(Collected data entries)
Start of Block
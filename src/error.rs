use axum::{
    http::StatusCode,
    response::{IntoResponse, Response},
    Json,
};
use thiserror::Error;

use crate::models::ErrorDetail;

pub const ACTIVITY_NOT_FOUND: &str = "Activity not found";
// Existing clients match on this exact text, missing space included.
pub const ALREADY_SIGNED_UP: &str = "Studentalready signed up for this activity";
pub const STUDENT_NOT_FOUND: &str = "Student not found in activity";

#[derive(Debug, Clone, Error, PartialEq, Eq)]
pub enum RegistryError {
    #[error("{0}")]
    NotFound(&'static str),
    #[error("{0}")]
    Conflict(&'static str),
}

impl RegistryError {
    pub fn status(&self) -> StatusCode {
        match self {
            RegistryError::NotFound(_) => StatusCode::NOT_FOUND,
            RegistryError::Conflict(_) => StatusCode::BAD_REQUEST,
        }
    }
}

impl IntoResponse for RegistryError {
    fn into_response(self) -> Response {
        let body = ErrorDetail {
            detail: self.to_string(),
        };
        (self.status(), Json(body)).into_response()
    }
}

#[derive(Debug, Error)]
pub enum ConfigError {
    #[error("invalid PORT value {value:?}: {source}")]
    InvalidPort {
        value: String,
        source: std::num::ParseIntError,
    },
    #[error("invalid listen address {0:?}")]
    InvalidAddr(String),
}

#[cfg(test)]
mod tests {
    use super::*;

    #[test]
    fn conflict_maps_to_bad_request() {
        let err = RegistryError::Conflict(ALREADY_SIGNED_UP);
        assert_eq!(err.status(), StatusCode::BAD_REQUEST);
        assert_eq!(err.to_string(), "Studentalready signed up for this activity");
    }

    #[test]
    fn not_found_maps_to_404() {
        let err = RegistryError::NotFound(STUDENT_NOT_FOUND);
        assert_eq!(err.status(), StatusCode::NOT_FOUND);
        assert_eq!(err.into_response().status(), StatusCode::NOT_FOUND);
    }
}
End of Block
Each line of the data is to be written out again exactly.

filename src/error.rs
use axum::{
    http::StatusCode,
    response::{IntoResponse, Response},
    Json,
};
use thiserror::Error;

use crate::models::ErrorDetail;

pub const ACTIVITY_NOT_FOUND: &str = "Activity not found";
// Existing clients match on this exact text, missing space included.
pub const ALREADY_SIGNED_UP: &str = "Studentalready signed up for this activity";
pub const STUDENT_NOT_FOUND: &str = "Student not found in activity";

#[derive(Debug, Clone, Error, PartialEq, Eq)]
pub enum RegistryError {
    #[error("{0}")]
    NotFound(&'static str),
    #[error("{0}")]
    Conflict(&'static str),
}

impl RegistryError {
    pub fn status(&self) -> StatusCode {
        match self {
            RegistryError::NotFound(_) => StatusCode::NOT_FOUND,
            RegistryError::Conflict(_) => StatusCode::BAD_REQUEST,
        }
    }
}

impl IntoResponse for RegistryError {
    fn into_response(self) -> Response {
        let body = ErrorDetail {
            detail: self.to_string(),
        };
        (self.status(), Json(body)).into_response()
    }
}

#[derive(Debug, Error)]
pub enum ConfigError {
    #[error("invalid PORT value {value:?}: {source}")]
    InvalidPort {
        value: String,
        source: std::num::ParseIntError,
    },
    #[error("invalid listen address {0:?}")]
    InvalidAddr(String),
}

#[cfg(test)]
mod tests {
    use super::*;

    #[test]
    fn conflict_maps_to_bad_request() {
        let err = RegistryError::Conflict(ALREADY_SIGNED_UP);
        assert_eq!(err.status(), StatusCode::BAD_REQUEST);
        assert_eq!(err.to_string(), "Studentalready signed up for this activity");
    }

    #[test]
    fn not_found_maps_to_404() {
        let err = RegistryError::NotFound(STUDENT_NOT_FOUND);
        assert_eq!(err.status(), StatusCode::NOT_FOUND);
        assert_eq!(err.into_response().status(), StatusCode::NOT_FOUND);
    }
}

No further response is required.